Caro J, obrigado pela sua pergunta interessante e provavelmente do interesse de várias pessoas, o que me fez interromper temporariamente a revisão do mês. 


Sim, espero que todos os dermatologistas possam identificar um neurofibroma a olho nu ou com o auxílio de um dermatoscópio. Também concordo com você que a maioria dos neurofibromas cutâneos parece afundar quando são comprimidos e lembram às vezes uma picada de inseto.

Também percebo que muitas pessoas, inclusive médicos, têm dificuldade de distinguir os neurofibromas cutâneos e subcutâneos de outras lesões de pele. Em parte, é porque os neurofibromas se apresentam de formas muito variadas entre as pessoas com NF1 e até na mesma pessoa. Por isso, vou tentar esclarecer um pouco esta questão.

Veja na figura acima que os neurofibromas mais comuns são os cutâneos (números 1, 2 e 3) e os subcutâneos (número 4). Não falarei dos neurofibromas plexiformes hoje.

Os neurofibromas cutâneos do tipo 1 são pedunculados, ou seja, possuem uma base mais fina, como se fossem um pequeno arbusto. Os neurofibromas do tipo 2 são elevações na pele como se fossem pequenos montes, ou metades de grãos de feijão, ou picadas de insetos. Os neurofibromas do tipo 3 são planos e parecem uma falha na consistência da pele, como uma cicatriz sem as marcas dos pontos. Os neurofibromas do tipo 4 são localizados debaixo da pele e geralmente seguem o trajeto de um nervo.

Algumas regras comuns para identificarmos os neurofibromas:

Em geral, os neurofibromas cutâneos (1, 2 e 3) não são dolorosos. Os subcutâneos (4) podem ser dolorosos ocasionalmente, quando comprimidos, ou mesmo espontaneamente.

Em geral, os neurofibromas cutâneos (2, 2 e 3) são macios. Os subcutâneos (tipo 4) geralmente são mais firmes, parecendo um grão de arroz, ou feijão ou mesmo um pouco maiores.

Em geral, a pele na superfície dos neurofibromas cutâneos do tipo 1 e 2 é lisa e com a cor um pouco diferente da pele ao lado, ou rosados ou mais escuros. Os neurofibromas cutâneos planos ou “embutidos” (3) apresentam a pele lisa e ligeiramente diferente e quando os palpamos temos a impressão de que falta um pouco de tecido subcutâneo naquela região. A pele sobre os neurofibromas do tipo 4 geralmente não apresenta qualquer diferença da pele ao redor.

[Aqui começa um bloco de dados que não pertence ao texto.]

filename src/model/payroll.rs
use chrono::NaiveDate;
use derive_more::Display;
use rust_decimal::Decimal;
use serde::{Deserialize, Serialize};
use strum::{AsRefStr, EnumString};
use utoipa::ToSchema;

#[derive(
    Debug, Clone, Copy, PartialEq, Eq, Serialize, Deserialize, strum::Display, EnumString, AsRefStr, ToSchema,
)]
#[serde(rename_all = "snake_case")]
#[strum(serialize_all = "snake_case")]
pub enum PayrollStatus {
    Generated,
    Approved,
    Paid,
}

/// Natural key of a payroll record: at most one record per employee and month.
#[derive(Debug, Clone, Copy, PartialEq, Eq, Hash, Display, Serialize)]
#[display(fmt = "employee {} {}-{:02}", employee_id, year, month)]
pub struct PeriodKey {
    pub employee_id: u64,
    pub month: u8,
    pub year: u16,
}

/// Everything a generation run writes, stored at two decimal places.
#[derive(Debug, Clone, PartialEq, Serialize, Deserialize, ToSchema)]
pub struct PayrollFields {
    #[schema(value_type = String, example = "32000.00")]
    pub basic_salary: Decimal,
    #[schema(value_type = String, example = "8.00")]
    pub regular_hours: Decimal,
    #[schema(value_type = String, example = "2.00")]
    pub ot_hours: Decimal,
    #[schema(value_type = String, example = "300.00")]
    pub ot_rate: Decimal,
    #[schema(value_type = String, example = "600.00")]
    pub ot_pay: Decimal,
    #[schema(value_type = String, example = "500.00")]
    pub task_allowances: Decimal,
    #[schema(value_type = String, example = "500.00")]
    pub total_allowances: Decimal,
    #[schema(value_type = String, example = "33100.00")]
    pub gross_salary: Decimal,
    #[schema(value_type = String, example = "3310.00")]
    pub deductions: Decimal,
    #[schema(value_type = String, example = "29790.00")]
    pub net_salary: Decimal,
    #[schema(value_type = String, format = "date", example = "2025-04-01")]
    pub payment_date: NaiveDate,
    pub status: PayrollStatus,
}

#[derive(Debug, Clone, PartialEq, Serialize, Deserialize, ToSchema)]
pub struct PayrollRecord {
    #[schema(example = 1)]
    pub id: u64,
    #[schema(example = 1001)]
    pub employee_id: u64,
    #[schema(example = 3)]
    pub month: u8,
    #[schema(example = 2025)]
    pub year: u16,
    /// Display name from the employee's user profile, when one is linked.
    #[schema(example = "Amina Yusuf", nullable = true)]
    pub employee_name: Option<String>,
    #[serde(flatten)]
    pub fields: PayrollFields,
}

impl PayrollRecord {
    pub fn key(&self) -> PeriodKey {
        PeriodKey {
            employee_id: self.employee_id,
            month: self.month,
            year: self.year,
        }
    }
}
use rust_decimal::Decimal;
use serde::Serialize;
use utoipa::ToSchema;

use crate::model::employee::Employee;
use crate::payroll::calculator::{PayrollComputation, round_money};
use crate::utils::period::PayPeriod;

#[derive(Debug, Clone, PartialEq, Serialize, ToSchema)]
#[serde(rename_all = "camelCase")]
pub struct PayslipSummary {
    #[schema(example = "Jane Doe", nullable = true)]
    pub employee_name: Option<String>,
    #[schema(example = 3)]
    pub month: u8,
    #[schema(example = 2025)]
    pub year: u16,
    #[schema(example = "8.00")]
    pub regular_hours: String,
    #[schema(example = "2.00")]
    pub ot_hours: String,
    #[schema(example = "500.00")]
    pub task_allowances: String,
    #[schema(example = "29790.00")]
    pub net_salary: String,
}

impl PayslipSummary {
    pub fn new(employee: &Employee, period: PayPeriod, computation: &PayrollComputation) -> Self {
        Self {
            employee_name: employee.name.clone(),
            month: period.month(),
            year: period.year(),
            regular_hours: fixed2(computation.regular_hours),
            ot_hours: fixed2(computation.ot_hours),
            task_allowances: fixed2(computation.task_allowances),
            net_salary: fixed2(computation.net_salary),
        }
    }
}

pub fn fixed2(value: Decimal) -> String {
    format!("{:.2}", round_money(value))
}
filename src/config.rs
use std::env;
use std::str::FromStr;

use anyhow::{Context, Result, bail};
use dotenvy::dotenv;
use rust_decimal::Decimal;
use rust_decimal_macros::dec;
use tracing::Level;

/// Pay rules applied by the calculator.
#[derive(Debug, Clone, Copy, PartialEq)]
pub struct PayrollPolicy {
    /// Working hours in a standard month; the hourly base is `salary / standard_hours`.
    pub standard_hours: Decimal,
    pub ot_multiplier: Decimal,
    /// Flat share of gross salary withheld, in `[0, 1]`.
    pub deduction_rate: Decimal,
}

impl Default for PayrollPolicy {
    fn default() -> Self {
        Self {
            standard_hours: dec!(160),
            ot_multiplier: dec!(1.5),
            deduction_rate: dec!(0.10),
        }
    }
}

impl PayrollPolicy {
    pub fn validate(&self) -> Result<()> {
        if self.standard_hours <= Decimal::ZERO {
            bail!("PAYROLL_STANDARD_HOURS must be greater than zero");
        }
        if self.ot_multiplier < Decimal::ZERO {
            bail!("PAYROLL_OT_MULTIPLIER must not be negative");
        }
        if self.deduction_rate < Decimal::ZERO || self.deduction_rate > Decimal::ONE {
            bail!("PAYROLL_DEDUCTION_RATE must be between 0 and 1");
        }
        Ok(())
    }
}

#[derive(Clone)]
pub struct Config {
    pub database_url: String,
    pub jwt_secret: String,
    pub server_addr: String,

    // Rate limiting
    pub rate_protected_per_min: u32,

    pub api_prefix: String,

    pub log_dir: String,
    pub log_level: Level,
    pub run_migrations: bool,

    pub policy: PayrollPolicy,
    pub period_lock_idle_secs: u64,
}

impl Config {
    pub fn from_env() -> Result<Self> {
        dotenv().ok();

        let policy = PayrollPolicy {
            standard_hours: parse_or("PAYROLL_STANDARD_HOURS", dec!(160))?,
            ot_multiplier: parse_or("PAYROLL_OT_MULTIPLIER", dec!(1.5))?,
            deduction_rate: parse_or("PAYROLL_DEDUCTION_RATE", dec!(0.10))?,
        };
        policy.validate()?;

        Ok(Self {
            server_addr: required("SERVER_ADDR")?,
            database_url: required("DATABASE_URL")?,
            jwt_secret: required("JWT_SECRET")?,

            rate_protected_per_min: parse_or("RATE_PROTECTED_PER_MIN", 1000)?,

            api_prefix: env::var("API_PREFIX").unwrap_or_else(|_| "/api".to_string()),

            log_dir: env::var("LOG_DIR").unwrap_or_else(|_| "logs".to_string()),
            log_level: parse_or("LOG_LEVEL", Level::DEBUG)?,
            run_migrations: parse_or("RUN_MIGRATIONS", false)?,

            policy,
            period_lock_idle_secs: parse_or("PAYROLL_LOCK_IDLE_SECS", 600)?,
        })
    }
}

fn required(key: &str) -> Result<String> {
    env::var(key).with_context(|| format!("{key} must be set"))
}

fn parse_or<T>(key: &str, default: T) -> Result<T>
where
    T: FromStr,
    T::Err: std::fmt::Display,
{
    match env::var(key) {
        Ok(raw) => raw
            .trim()
            .parse()
            .map_err(|e| anyhow::anyhow!("{key} has an invalid value {raw:?}: {e}")),
        Err(_) => Ok(default),
    }
}

#[cfg(test)]
impl Config {
    pub fn for_tests(jwt_secret: &str) -> Self {
        Self {
            database_url: String::new(),
            jwt_secret: jwt_secret.to_string(),
            server_addr: "127.0.0.1:0".to_string(),
            rate_protected_per_min: 1000,
            api_prefix: "/api".to_string(),
            log_dir: "logs".to_string(),
            log_level: Level::DEBUG,
            run_migrations: false,
            policy: PayrollPolicy::default(),
            period_lock_idle_secs: 600,
        }
    }
}
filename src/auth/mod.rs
pub mod auth;
pub mod jwt;
pub mod middleware;
use rust_decimal::Decimal;

use crate::model::task::{Task, TaskStatus};

/// Sum of allowances over completed tasks. Amounts are taken as stored, sign included.
pub fn aggregate_allowances(tasks: &[Task]) -> Decimal {
    tasks
        .iter()
        .filter(|task| task.status == TaskStatus::Completed)
        .map(|task| task.allowances.unwrap_or_default())
        .sum()
}
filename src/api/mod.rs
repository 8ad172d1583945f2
pub mod attendance;
pub mod payroll;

Em geral, quando movemos os neurofibromas cutâneos (1, 2 e 3) a pele se move junto com eles. Quando movemos a pele sobre o neurofibroma subcutâneo (4) a pele se move independentemente do neurofibroma.

A seguir, alguns exemplos de neurofibromas cutâneos e subcutâneos.


Ao lado, neurofibromas cutâneos do tipo 1 e tipo 2.













Ao lado, uma pessoa com três critérios para NF1: manchas café com leite, efélides axilares e neurofibroma cutâneo tipo 3.









Ao lado, neurofibromas cutâneos tipo 1 e 3 e um subcutâneo do tipo 4.








Ao lado, neurofibromas cutâneos (1) e subcutâneos (4).





Ao lado, vários neurofibromas subcutâneos (tipo 4) ao longo do trajeto dos nervos intercostais.
Estas figuras servem apenas como orientação geral. 
A certeza do diagnóstico depende do exame pessoal de um (a) médico (a) dermatologista ou com experiência em neurofibromatoses.
Até a próxima semana.


“Sobre o meu neurofibroma na coxa, que é muito doloroso, para o qual o senhor pediu e foi feito o exame PET CT, que deu no limite da normalidade (algum risco de transformação maligna), o cirurgião acha que se retirar o neurofibroma eu perderei alguns movimentos. O que devo fazer? ” THS, Indaiatuba, SP.

Cara T. Obrigado pelo retorno e pela confiança na minha opinião.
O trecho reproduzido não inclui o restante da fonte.